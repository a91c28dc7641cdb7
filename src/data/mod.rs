pub mod builder;
pub mod dose;
pub mod parser;
pub use builder::DoseHistoryBuilder;
pub use dose::{Dose, DoseHistory};
pub use parser::{read_doses, read_doses_from};
use crate::Context;
use futures_core::Stream;
use pin_project_lite::pin_project;
use std::pin::Pin;
use std::task::Context as TaskContext;
use std::task::Poll;

pin_project! {
    /// A future or stream with an associated execution context.
    ///
    /// The context is attached for the duration of every poll, so the work
    /// inside the inner future always observes the context that was captured
    /// when the future was registered, regardless of which context is active
    /// in the frame that eventually polls it.
    #[derive(Clone, Debug)]
    pub struct WithContext<T> {
        #[pin]
        inner: T,
        cx: Context,
    }
}

impl<T: std::future::Future> std::future::Future for WithContext<T> {
    type Output = T::Output;

    fn poll(self: Pin<&mut Self>, task_cx: &mut TaskContext<'_>) -> Poll<Self::Output> {
        let this = self.project();
        let _guard = this.cx.clone().attach();
        this.inner.poll(task_cx)
    }
}

impl<T: Stream> Stream for WithContext<T> {
    type Item = T::Item;

    fn poll_next(self: Pin<&mut Self>, task_cx: &mut TaskContext<'_>) -> Poll<Option<Self::Item>> {
        let this = self.project();
        let _guard = this.cx.clone().attach();
        T::poll_next(this.inner, task_cx)
    }
}

impl<F: std::future::Future> FutureContextExt for F {}

/// Extension trait attaching an execution context to a future.
pub trait FutureContextExt: Sized {
    /// Attaches the provided [`Context`] to this future.
    ///
    /// The context will be current whenever the future is polled.
    fn with_context(self, cx: Context) -> WithContext<Self> {
        WithContext { inner: self, cx }
    }

    /// Attaches the current [`Context`] to this future.
    ///
    /// This is the capture half of the suspension-point contract: call it
    /// where the asynchronous operation is registered, and the registering
    /// task's context travels with the future to wherever it is polled.
    fn with_current_context(self) -> WithContext<Self> {
        self.with_context(Context::current())
    }
}

impl<S: Stream> StreamContextExt for S {}

/// Extension trait attaching an execution context to a stream.
///
/// Kept separate from [`FutureContextExt`] to avoid overlapping blanket
/// implementations.
pub trait StreamContextExt: Sized {
    /// Attaches the provided [`Context`] to this stream.
    ///
    /// The context will be current whenever the stream is polled.
    fn with_context(self, cx: Context) -> WithContext<Self> {
        WithContext { inner: self, cx }
    }

    /// Attaches the current [`Context`] to this stream.
    fn with_current_context(self) -> WithContext<Self> {
        self.with_context(Context::current())
    }
}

TASK =>
Find every line above where the word "inner" occurs, and copy that line.

COMPLETED EXERCISE =>
    /// inside the inner future always observes the context that was captured
        inner: T,
        this.inner.poll(task_cx)
        T::poll_next(this.inner, task_cx)
        WithContext { inner: self, cx }
        WithContext { inner: self, cx }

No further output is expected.